→ AIM OF THE EXERCISE
Through the line that contains "host.to_string()", return the data below exactly, starting at its first line; leave the rest out.

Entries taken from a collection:
● ● ● ●
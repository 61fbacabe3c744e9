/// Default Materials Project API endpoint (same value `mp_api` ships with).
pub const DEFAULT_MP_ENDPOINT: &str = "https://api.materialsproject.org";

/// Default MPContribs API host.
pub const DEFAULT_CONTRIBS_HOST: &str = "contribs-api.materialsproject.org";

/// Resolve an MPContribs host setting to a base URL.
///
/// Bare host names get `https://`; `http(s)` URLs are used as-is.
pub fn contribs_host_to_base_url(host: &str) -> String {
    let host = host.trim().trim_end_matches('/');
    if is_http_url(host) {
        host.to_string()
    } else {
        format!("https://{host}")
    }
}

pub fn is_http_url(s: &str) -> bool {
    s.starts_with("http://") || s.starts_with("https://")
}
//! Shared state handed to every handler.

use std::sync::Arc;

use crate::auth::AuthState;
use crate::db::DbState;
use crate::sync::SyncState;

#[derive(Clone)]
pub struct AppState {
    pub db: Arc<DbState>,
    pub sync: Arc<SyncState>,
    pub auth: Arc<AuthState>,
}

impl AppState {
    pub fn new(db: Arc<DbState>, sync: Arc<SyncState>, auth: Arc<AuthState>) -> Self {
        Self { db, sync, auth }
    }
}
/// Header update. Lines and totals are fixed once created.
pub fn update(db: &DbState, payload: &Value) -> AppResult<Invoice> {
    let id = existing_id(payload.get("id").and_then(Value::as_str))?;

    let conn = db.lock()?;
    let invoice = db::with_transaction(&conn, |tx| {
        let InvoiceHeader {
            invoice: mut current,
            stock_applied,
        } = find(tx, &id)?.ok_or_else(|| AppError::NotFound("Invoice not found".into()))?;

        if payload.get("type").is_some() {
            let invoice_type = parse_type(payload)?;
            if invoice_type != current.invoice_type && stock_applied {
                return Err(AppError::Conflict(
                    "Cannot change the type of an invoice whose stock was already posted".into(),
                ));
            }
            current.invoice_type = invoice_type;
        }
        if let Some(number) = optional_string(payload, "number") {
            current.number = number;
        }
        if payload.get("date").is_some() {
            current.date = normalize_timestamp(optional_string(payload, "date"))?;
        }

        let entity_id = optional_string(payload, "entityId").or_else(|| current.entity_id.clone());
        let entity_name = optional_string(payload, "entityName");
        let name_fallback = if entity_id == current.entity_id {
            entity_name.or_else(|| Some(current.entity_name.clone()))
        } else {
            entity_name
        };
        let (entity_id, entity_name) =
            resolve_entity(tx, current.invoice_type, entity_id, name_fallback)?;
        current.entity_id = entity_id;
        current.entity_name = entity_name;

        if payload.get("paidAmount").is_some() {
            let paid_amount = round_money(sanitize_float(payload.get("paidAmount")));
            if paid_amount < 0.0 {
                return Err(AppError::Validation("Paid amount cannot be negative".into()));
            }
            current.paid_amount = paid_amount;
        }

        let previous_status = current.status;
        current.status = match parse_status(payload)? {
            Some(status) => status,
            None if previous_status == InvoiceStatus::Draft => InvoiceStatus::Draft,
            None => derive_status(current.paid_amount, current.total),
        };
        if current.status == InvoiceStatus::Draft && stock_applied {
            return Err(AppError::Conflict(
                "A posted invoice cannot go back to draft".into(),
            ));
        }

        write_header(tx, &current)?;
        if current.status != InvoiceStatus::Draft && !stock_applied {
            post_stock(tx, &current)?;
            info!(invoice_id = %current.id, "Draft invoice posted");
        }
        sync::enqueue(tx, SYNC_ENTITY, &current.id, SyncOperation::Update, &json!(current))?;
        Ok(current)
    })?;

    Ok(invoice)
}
● ● ● ●
→ SOLUTION
repository 61fbacabe3c744e9
/// Default Materials Project API endpoint (same value `mp_api` ships with).
pub const DEFAULT_MP_ENDPOINT: &str = "https://api.materialsproject.org";

/// Default MPContribs API host.
pub const DEFAULT_CONTRIBS_HOST: &str = "contribs-api.materialsproject.org";

/// Resolve an MPContribs host setting to a base URL.
///
/// Bare host names get `https://`; `http(s)` URLs are used as-is.
pub fn contribs_host_to_base_url(host: &str) -> String {
    let host = host.trim().trim_end_matches('/');
    if is_http_url(host) {
        host.to_string()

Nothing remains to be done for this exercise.